## PROBLEM REQUIREMENTS
An exact copy of each record is required.

## DATA FOR REVIEW
//! Inspector facade - runs one inspection per call and logs its lines.

use std::sync::Arc;

use super::report::InspectionReport;
use super::runner::Inspection;
use crate::collaborators::{ImageRecognitionSystem, InspectionLog, Zoo};
use crate::error::Result;

/// Inspects zoos with a fixed recognition system and log.
pub struct Inspector {
    /// Classifies enclosure and animal pictures
    recognition: Arc<dyn ImageRecognitionSystem>,
    /// Receives the status lines of every completed run
    log: Arc<dyn InspectionLog>,
}

impl Inspector {
    pub fn new(recognition: Arc<dyn ImageRecognitionSystem>, log: Arc<dyn InspectionLog>) -> Self {
        Self { recognition, log }
    }

    /// Inspect a zoo and hand the resulting lines to the log.
    pub fn inspect(&self, zoo: &dyn Zoo) -> Result<()> {
        self.inspect_report(zoo).map(|_| ())
    }

    /// Same as [`Inspector::inspect`], also returning the report.
    ///
    /// Nothing reaches the log when the run fails.
    pub fn inspect_report(&self, zoo: &dyn Zoo) -> Result<InspectionReport> {
        let report = Inspection::new(zoo, self.recognition.as_ref()).run()?;
        self.log.log(&report.rendered())?;
        Ok(report)
    }
}

#[cfg(test)]
mod tests {
    use super::*;
    use crate::domain::{Animal, Enclosure};
    use crate::error::InspectorError;
    use crate::simulation::{InMemoryZoo, MemoryLog, ScriptedRecognition};

    fn leo_zoo(id: &str) -> InMemoryZoo {
        InMemoryZoo::new(id, vec![Enclosure::new("E1", Animal::new("Leo"))])
    }

    #[test]
    fn test_inspect_logs_lines() {
        let recognition = Arc::new(ScriptedRecognition::new().with_enclosure("E1", true).with_animal("Leo", true));
        let log = Arc::new(MemoryLog::new());
        let inspector = Inspector::new(recognition, log.clone());

        inspector.inspect(&leo_zoo("Z1")).unwrap();

        assert_eq!(log.batches(), vec![vec!["ANIMAL#Leo#WARNING", "ZOO#Z1#WARNING"]]);
    }

    #[test]
    fn test_each_call_is_independent() {
        let recognition = Arc::new(ScriptedRecognition::new().with_enclosure("E1", false).with_animal("Leo", false));
        let log = Arc::new(MemoryLog::new());
        let inspector = Inspector::new(recognition, log.clone());
        let zoo = leo_zoo("Z1");

        inspector.inspect(&zoo).unwrap();
        inspector.inspect(&zoo).unwrap();

        let batches = log.batches();
        assert_eq!(batches.len(), 2);
        assert_eq!(batches[0], batches[1]);
        assert_eq!(batches[0], vec!["ENCLOSURE#E1#WARNING", "ZOO#Z1#WARNING"]);
    }

    #[test]
    fn test_failed_run_logs_nothing() {
        let recognition = Arc::new(ScriptedRecognition::new());
        let log = Arc::new(MemoryLog::new());
        let inspector = Inspector::new(recognition, log.clone());

        let err = inspector.inspect(&leo_zoo("Z1")).unwrap_err();

        assert!(matches!(err, InspectorError::Recognition(_)));
        assert!(log.batches().is_empty());
    }

    #[test]
    fn test_inspect_report_returns_report() {
        let recognition = Arc::new(ScriptedRecognition::new().with_enclosure("E1", true).with_animal("Leo", false));
        let log = Arc::new(MemoryLog::new());
        let inspector = Inspector::new(recognition, log.clone());

        let report = inspector.inspect_report(&leo_zoo("Z9")).unwrap();

        assert_eq!(report.rendered(), vec!["ZOO#Z9#OK"]);
        assert_eq!(log.batches(), vec![report.rendered()]);
    }
}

## YOUR SOLUTION
//! Inspector facade - runs one inspection per call and logs its lines.

use std::sync::Arc;

use super::report::InspectionReport;
use super::runner::Inspection;
use crate::collaborators::{ImageRecognitionSystem, InspectionLog, Zoo};
use crate::error::Result;

/// Inspects zoos with a fixed recognition system and log.
pub struct Inspector {
    /// Classifies enclosure and animal pictures
    recognition: Arc<dyn ImageRecognitionSystem>,
    /// Receives the status lines of every completed run
    log: Arc<dyn InspectionLog>,
}

impl Inspector {
    pub fn new(recognition: Arc<dyn ImageRecognitionSystem>, log: Arc<dyn InspectionLog>) -> Self {
        Self { recognition, log }
    }

    /// Inspect a zoo and hand the resulting lines to the log.
    pub fn inspect(&self, zoo: &dyn Zoo) -> Result<()> {
        self.inspect_report(zoo).map(|_| ())
    }

    /// Same as [`Inspector::inspect`], also returning the report.
    ///
    /// Nothing reaches the log when the run fails.
    pub fn inspect_report(&self, zoo: &dyn Zoo) -> Result<InspectionReport> {
        let report = Inspection::new(zoo, self.recognition.as_ref()).run()?;
        self.log.log(&report.rendered())?;
        Ok(report)
    }
}

#[cfg(test)]
mod tests {
    use super::*;
    use crate::domain::{Animal, Enclosure};
    use crate::error::InspectorError;
    use crate::simulation::{InMemoryZoo, MemoryLog, ScriptedRecognition};

    fn leo_zoo(id: &str) -> InMemoryZoo {
        InMemoryZoo::new(id, vec![Enclosure::new("E1", Animal::new("Leo"))])
    }

    #[test]
    fn test_inspect_logs_lines() {
        let recognition = Arc::new(ScriptedRecognition::new().with_enclosure("E1", true).with_animal("Leo", true));
        let log = Arc::new(MemoryLog::new());
        let inspector = Inspector::new(recognition, log.clone());

        inspector.inspect(&leo_zoo("Z1")).unwrap();

        assert_eq!(log.batches(), vec![vec!["ANIMAL#Leo#WARNING", "ZOO#Z1#WARNING"]]);
    }

    #[test]
    fn test_each_call_is_independent() {
        let recognition = Arc::new(ScriptedRecognition::new().with_enclosure("E1", false).with_animal("Leo", false));
        let log = Arc::new(MemoryLog::new());
        let inspector = Inspector::new(recognition, log.clone());
        let zoo = leo_zoo("Z1");

        inspector.inspect(&zoo).unwrap();
        inspector.inspect(&zoo).unwrap();

        let batches = log.batches();
        assert_eq!(batches.len(), 2);
        assert_eq!(batches[0], batches[1]);
        assert_eq!(batches[0], vec!["ENCLOSURE#E1#WARNING", "ZOO#Z1#WARNING"]);
    }

    #[test]
    fn test_failed_run_logs_nothing() {
        let recognition = Arc::new(ScriptedRecognition::new());
        let log = Arc::new(MemoryLog::new());
        let inspector = Inspector::new(recognition, log.clone());

        let err = inspector.inspect(&leo_zoo("Z1")).unwrap_err();

        assert!(matches!(err, InspectorError::Recognition(_)));
        assert!(log.batches().is_empty());
    }

    #[test]
    fn test_inspect_report_returns_report() {
        let recognition = Arc::new(ScriptedRecognition::new().with_enclosure("E1", true).with_animal("Leo", false));
        let log = Arc::new(MemoryLog::new());
        let inspector = Inspector::new(recognition, log.clone());

        let report = inspector.inspect_report(&leo_zoo("Z9")).unwrap();

        assert_eq!(report.rendered(), vec!["ZOO#Z9#OK"]);
        assert_eq!(log.batches(), vec![report.rendered()]);
    }
}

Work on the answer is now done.